Perhaps I could add error hints to DI for these cases, pointing people to the runtime activity and function annotation options inside AutoEnzyme? That way they could figure it out on their own, or know where to look in the docs?

Error hints are additional error messages that are displayed on top of a thrown exception, like this one for when a backend isn’t loaded and triggers a MethodError:

julia> using DifferentiationInterface

julia> gradient(sum, AutoEnzyme(), [1.0])
ERROR: MethodError: no method matching _prepare_pullback_aux(::Val{…}, ::DifferentiationInterface.PullbackFast, ::typeof(sum), ::AutoEnzyme{…}, ::Vector{…}, ::Tuple{…})
The function `_prepare_pullback_aux` exists, but no method is defined for this combination of argument types.

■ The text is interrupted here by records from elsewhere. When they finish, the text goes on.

//! Interactive chart window.
//!
//! One eframe window with four tabs: the dual-axis housing chart, the
//! unemployment chart, the triple-axis combined overlay, and side-by-side
//! box plots of the two distributions. The window blocks until closed;
//! headless runs skip it entirely.

mod style;
mod view;

use eframe::egui::{self, Ui};
use egui_plot::{AxisHints, BoxPlot, Corner, HPlacement, Legend, Line, LineStyle, Plot, PlotPoints};

use crate::error::Result;
use crate::types::{AlignedDataset, REGION_GROWTH_COL, REGION_VALUE_COL};
use style::CHART_STYLE;
use view::{AxisMap, box_elem, padded_range, quarter_axis, series_points, sorted_values};

#[derive(Debug, Clone, Copy, PartialEq, Eq)]
enum ChartTab {
    Housing,
    Unemployment,
    Combined,
    Distributions,
}

/// Everything the viewer needs, extracted up front from the aligned
/// tables so the frame loop never touches polars.
struct ChartData {
    region: String,
    value: Vec<[f64; 2]>,
    growth: Vec<[f64; 2]>,
    rate: Vec<[f64; 2]>,
    growth_map: AxisMap,
    rate_map: AxisMap,
    value_sorted: Vec<f64>,
    rate_sorted: Vec<f64>,
}

impl ChartData {
    fn from_dataset(dataset: &AlignedDataset, region: &str) -> Result<Self> {
        let value = series_points(&dataset.housing, REGION_VALUE_COL)?;
        let growth = series_points(&dataset.housing, REGION_GROWTH_COL)?;
        let rate = series_points(&dataset.unemployment, region)?;

        let value_range = padded_range(&value);
        let growth_map = AxisMap::fit(padded_range(&growth), value_range);
        let rate_map = AxisMap::fit(padded_range(&rate), value_range);

        Ok(Self {
            region: region.to_string(),
            value,
            growth,
            rate,
            growth_map,
            rate_map,
            value_sorted: sorted_values(&dataset.housing, REGION_VALUE_COL)?,
            rate_sorted: sorted_values(&dataset.unemployment, region)?,
        })
    }

    fn mapped(points: &[[f64; 2]], map: AxisMap) -> Vec<[f64; 2]> {
        points.iter().map(|p| [p[0], map.apply(p[1])]).collect()
    }
}

/// The tabbed chart viewer.
pub struct ExplorerApp {
    data: ChartData,
    tab: ChartTab,
}

impl ExplorerApp {
    fn new(data: ChartData) -> Self {
        Self {
            data,
            tab: ChartTab::Housing,
        }
    }

    fn value_axis(&self) -> AxisHints<'static> {
        AxisHints::new_y()
            .label("Housing value")
            .placement(HPlacement::Left)
    }

    fn growth_axis(&self) -> AxisHints<'static> {
        let map = self.data.growth_map;
        AxisHints::new_y()
            .label("Annual growth (%)")
            .placement(HPlacement::Right)
            .formatter(move |grid_mark, _range| format!("{:.1}", map.invert(grid_mark.value)))
    }

    fn rate_axis(&self) -> AxisHints<'static> {
        let map = self.data.rate_map;
        AxisHints::new_y()
            .label("Unemployment rate (%)")
            .placement(HPlacement::Right)
            .formatter(move |grid_mark, _range| format!("{:.1}", map.invert(grid_mark.value)))
    }

    fn value_line(&self) -> Line<'static> {
        Line::new(
            format!("Housing value ({})", self.data.region),
            PlotPoints::new(self.data.value.clone()),
        )
        .color(CHART_STYLE.value_color)
        .width(CHART_STYLE.line_width)
    }

    fn growth_line(&self) -> Line<'static> {
        Line::new(
            format!("Annual growth ({})", self.data.region),
            PlotPoints::new(ChartData::mapped(&self.data.growth, self.data.growth_map)),
        )
        .color(CHART_STYLE.growth_color)
        .width(CHART_STYLE.line_width)
        .style(LineStyle::dashed_loose())
    }

    fn rate_line(&self, mapped: bool) -> Line<'static> {
        let points = if mapped {
            ChartData::mapped(&self.data.rate, self.data.rate_map)
        } else {
            self.data.rate.clone()
        };
        Line::new(
            format!("Unemployment rate ({})", self.data.region),
            PlotPoints::new(points),
        )
        .color(CHART_STYLE.rate_color)
        .width(CHART_STYLE.line_width)
    }

    fn housing_chart(&self, ui: &mut Ui) {
        Plot::new("housing_chart")
            .legend(Legend::default().position(Corner::LeftTop))
            .custom_x_axes(vec![quarter_axis()])
            .custom_y_axes(vec![self.value_axis(), self.growth_axis()])
            .show(ui, |plot_ui| {
                plot_ui.line(self.value_line());
                plot_ui.line(self.growth_line());
            });
    }

    fn unemployment_chart(&self, ui: &mut Ui) {
        Plot::new("unemployment_chart")
            .legend(Legend::default().position(Corner::RightTop))
            .custom_x_axes(vec![quarter_axis()])
            .custom_y_axes(vec![
                AxisHints::new_y()
                    .label("Unemployment rate (%)")
                    .placement(HPlacement::Left),
            ])
            .show(ui, |plot_ui| {
                plot_ui.line(self.rate_line(false));
            });
    }

    fn combined_chart(&self, ui: &mut Ui) {
        // the second right-hand axis is drawn further outward, keeping
        // all three scales readable
        Plot::new("combined_chart")
            .legend(Legend::default().position(Corner::LeftTop))
            .custom_x_axes(vec![quarter_axis()])
            .custom_y_axes(vec![
                self.value_axis(),
                self.growth_axis(),
                self.rate_axis(),
            ])
            .show(ui, |plot_ui| {
                plot_ui.line(self.value_line());
                plot_ui.line(self.growth_line());
                plot_ui.line(self.rate_line(true));
            });
    }

    fn distribution_charts(&self, ui: &mut Ui) {
        ui.columns(2, |columns| {
            Self::box_chart(
                &mut columns[0],
                "housing_box",
                &format!("Housing value ({})", self.data.region),
                &self.data.value_sorted,
                CHART_STYLE.value_color,
            );
            Self::box_chart(
                &mut columns[1],
                "rate_box",
                &format!("Unemployment rate ({})", self.data.region),
                &self.data.rate_sorted,
                CHART_STYLE.rate_color,
            );
        });
    }

    fn box_chart(ui: &mut Ui, id: &str, label: &str, sorted: &[f64], color: egui::Color32) {
        if sorted.is_empty() {
            ui.label(format!("{label}: no data"));
            return;
        }

        let elem = box_elem(0.0, sorted)
            .box_width(CHART_STYLE.box_width)
            .fill(color.linear_multiply(CHART_STYLE.box_fill_opacity))
            .stroke(egui::Stroke::new(1.5, color));

        Plot::new(id.to_string())
            .legend(Legend::default().position(Corner::RightTop))
            .show_x(false)
            .x_grid_spacer(|_input| Vec::new())
            .show(ui, |plot_ui| {
                plot_ui.box_plot(BoxPlot::new(label.to_string(), vec![elem]));
            });
    }
}

impl eframe::App for ExplorerApp {
    fn update(&mut self, ctx: &egui::Context, _frame: &mut eframe::Frame) {
        egui::TopBottomPanel::top("chart_tabs").show(ctx, |ui| {
            ui.horizontal(|ui| {
                ui.selectable_value(&mut self.tab, ChartTab::Housing, "Housing");
                ui.selectable_value(&mut self.tab, ChartTab::Unemployment, "Unemployment");
                ui.selectable_value(&mut self.tab, ChartTab::Combined, "Combined");
                ui.selectable_value(&mut self.tab, ChartTab::Distributions, "Distributions");
            });
        });

        egui::CentralPanel::default().show(ctx, |ui| match self.tab {
            ChartTab::Housing => self.housing_chart(ui),
            ChartTab::Unemployment => self.unemployment_chart(ui),
            ChartTab::Combined => self.combined_chart(ui),
            ChartTab::Distributions => self.distribution_charts(ui),
        });
    }
}

/// Open the chart window for an aligned dataset and block until it is
/// closed.
pub fn show(dataset: &AlignedDataset, region: &str) -> Result<()> {
    let data = ChartData::from_dataset(dataset, region)?;
    let app = ExplorerApp::new(data);

    let options = eframe::NativeOptions {
        viewport: egui::ViewportBuilder::default().with_inner_size([1180.0, 720.0]),
        ..Default::default()
    };

    eframe::run_native(
        &format!("quarterline - {region}"),
        options,
        Box::new(move |_cc| Ok(Box::new(app))),
    )
    .map_err(|e| crate::error::PrepError::Chart(e.to_string()))?;
    Ok(())
}
//! Error types for the preparation pipeline.
//!
//! Structural failures (missing sheet, missing column, unwritable output)
//! are fatal and surfaced immediately; there is no retry concept in a
//! single interactive run. Per-row date parse failures are not errors at
//! all: they become null markers and the rows are pruned during cleaning.

use thiserror::Error;

/// The main error type for the preparation pipeline.
#[derive(Error, Debug)]
pub enum PrepError {
    /// The input workbook does not contain the requested sheet.
    #[error("Sheet '{sheet}' not found in workbook '{path}'")]
    SheetNotFound { sheet: String, path: String },

    /// The sheet contains no data rows after skipping metadata and headers.
    #[error("Sheet '{0}' has no data rows")]
    EmptySheet(String),

    /// A required column is absent from a table.
    #[error("Column '{column}' not found in table '{table}'")]
    ColumnMissing { table: String, column: String },

    /// The sheet width does not match the expected column layout.
    #[error("Sheet '{sheet}' has {found} columns, expected {expected}")]
    ColumnCountMismatch {
        sheet: String,
        expected: usize,
        found: usize,
    },

    /// No non-null values found in a column for computation.
    #[error("No valid values found in column '{0}'")]
    NoValidValues(String),

    /// Invalid configuration.
    #[error(transparent)]
    Config(#[from] crate::config::ConfigValidationError),

    /// Workbook read error.
    #[error("Workbook read error: {0}")]
    Workbook(#[from] calamine::Error),

    /// Workbook write error.
    #[error("Workbook write error: {0}")]
    Export(#[from] rust_xlsxwriter::XlsxError),

    /// Chart window error.
    #[error("Chart window error: {0}")]
    Chart(String),

    /// IO error wrapper.
    #[error("IO error: {0}")]
    Io(#[from] std::io::Error),

    /// Polars error wrapper.
    #[error("Polars error: {0}")]
    Polars(#[from] polars::error::PolarsError),

    /// JSON serialization error.
    #[error("JSON error: {0}")]
    Json(#[from] serde_json::Error),

    /// Generic error with context.
    #[error("{context}: {source}")]
    WithContext {
        context: String,
        #[source]
        source: Box<PrepError>,
    },
}

impl PrepError {
    /// Add context to an error.
    pub fn with_context(self, context: impl Into<String>) -> Self {
        PrepError::WithContext {
            context: context.into(),
            source: Box::new(self),
        }
    }
}

/// Result type alias for pipeline operations.
pub type Result<T> = std::result::Result<T, PrepError>;

/// Extension trait for adding context to Results.
pub trait ResultExt<T> {
    /// Add context to an error result.
    fn context(self, context: impl Into<String>) -> Result<T>;
}

impl<T> ResultExt<T> for Result<T> {
    fn context(self, context: impl Into<String>) -> Result<T> {
        self.map_err(|e| e.with_context(context))
    }
}

impl<T> ResultExt<T> for std::result::Result<T, polars::error::PolarsError> {
    fn context(self, context: impl Into<String>) -> Result<T> {
        self.map_err(|e| PrepError::Polars(e).with_context(context))
    }
}
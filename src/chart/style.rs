//! Chart styling.

use eframe::egui::Color32;

pub struct ChartStyle {
    pub value_color: Color32,
    pub growth_color: Color32,
    pub rate_color: Color32,
    pub box_fill_opacity: f32,
    pub line_width: f32,
    pub box_width: f64,
}

pub const CHART_STYLE: ChartStyle = ChartStyle {
    value_color: Color32::from_rgb(66, 133, 244),  // Blue
    growth_color: Color32::from_rgb(52, 168, 83),  // Green
    rate_color: Color32::from_rgb(217, 48, 37),    // Red
    box_fill_opacity: 0.35,
    line_width: 2.0,
    box_width: 0.5,
};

The autodiff backend you chose requires a package which may not be loaded. Please run the following command and try again:

        import Enzyme

Closest candidates are:
  _prepare_pullback_aux(::Val, ::DifferentiationInterface.PullbackSlow, ::F, ::ADTypes.AbstractADType, ::Any, ::NTuple{N, T} where {N, T}, Context...) where {F, C}
   @ DifferentiationInterface ~/Documents/GitHub/Julia/DifferentiationInterface.jl/DifferentiationInterface/src/first_order/pullback.jl:157
  _prepare_pullback_aux(::Val, ::DifferentiationInterface.PullbackSlow, ::F, ::Any, ::ADTypes.AbstractADType, ::Any, ::NTuple{N, T} where {N, T}, ::Context...) where {F, C}
   @ DifferentiationInterface ~/Documents/GitHub/Julia/DifferentiationInterface.jl/DifferentiationInterface/src/first_order/pullback.jl:174

It’s not the same as a custom error message because I can’t control the creation of the MethodError here, so I just add something a posteriori after it has been thrown (see this file for the definition of the hint).

If there is a well-defined and public type in Enzyme for this specific error (as in, throw(EnzymeConstantDifferentiableError("blablabla")) instead of error("blablabla")), I can catch it and add a short text telling users what to try?